»»

//! Shareable metadata for `dualgen_core::lang` registries.
//!
//! Every registry in [`crate::lang`] answers the same question for a different vocabulary: "how
//! does backend X spell this?". This submodule holds the small, dependency-free types reused by
//! all of them.
//!
//! ## Notes
//! - These types are `Copy` so registries can live in `const` tables.

/// Identify one of the two code generation targets.
///
/// The generator crate has its own `Backend` type; registries use this lightweight mirror so the
/// core crate stays independent of the generator.
#[derive(Debug, Clone, Copy, PartialEq, Eq, Hash, PartialOrd, Ord)]
pub enum Target {
    /// JavaScript AST transforms (Babel plugin API).
    Babel,
    /// Rust AST transforms (SWC visitor API).
    Swc,
}

impl Target {
    /// All targets in emission order.
    pub const ALL: [Target; 2] = [Target::Babel, Target::Swc];

    pub const fn as_str(self) -> &'static str {
        match self {
            Target::Babel => "babel",
            Target::Swc => "swc",
        }
    }
}

/// A per-target spelling. `None` means the target has no native equivalent.
///
/// ## Examples
/// ```rust
/// use dualgen_core::lang::registry::{Spelling, Target};
///
/// let pow = Spelling { babel: Some("**"), swc: None };
/// assert_eq!(pow.get(Target::Babel), Some("**"));
/// assert_eq!(pow.get(Target::Swc), None);
/// ```
#[derive(Debug, Clone, Copy, PartialEq, Eq)]
pub struct Spelling {
    pub babel: Option<&'static str>,
    pub swc: Option<&'static str>,
}

impl Spelling {
    /// Same spelling on both targets.
    pub const fn both(s: &'static str) -> Self {
        Self {
            babel: Some(s),
            swc: Some(s),
        }
    }

    /// Different spellings per target.
    pub const fn split(babel: &'static str, swc: &'static str) -> Self {
        Self {
            babel: Some(babel),
            swc: Some(swc),
        }
    }

    /// Only the Babel target has this construct.
    pub const fn babel_only(babel: &'static str) -> Self {
        Self {
            babel: Some(babel),
            swc: None,
        }
    }

    pub const fn get(&self, target: Target) -> Option<&'static str> {
        match target {
            Target::Babel => self.babel,
            Target::Swc => self.swc,
        }
    }
}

««

Work instructions:
Only the lines from the start of the listing through the line with "pub enum Target" should be repeated, each exactly as it stands.

Response for this exercise:
//! Shareable metadata for `dualgen_core::lang` registries.
//!
//! Every registry in [`crate::lang`] answers the same question for a different vocabulary: "how
//! does backend X spell this?". This submodule holds the small, dependency-free types reused by
//! all of them.
//!
//! ## Notes
//! - These types are `Copy` so registries can live in `const` tables.

/// Identify one of the two code generation targets.
///
/// The generator crate has its own `Backend` type; registries use this lightweight mirror so the
/// core crate stays independent of the generator.
#[derive(Debug, Clone, Copy, PartialEq, Eq, Hash, PartialOrd, Ord)]
pub enum Target {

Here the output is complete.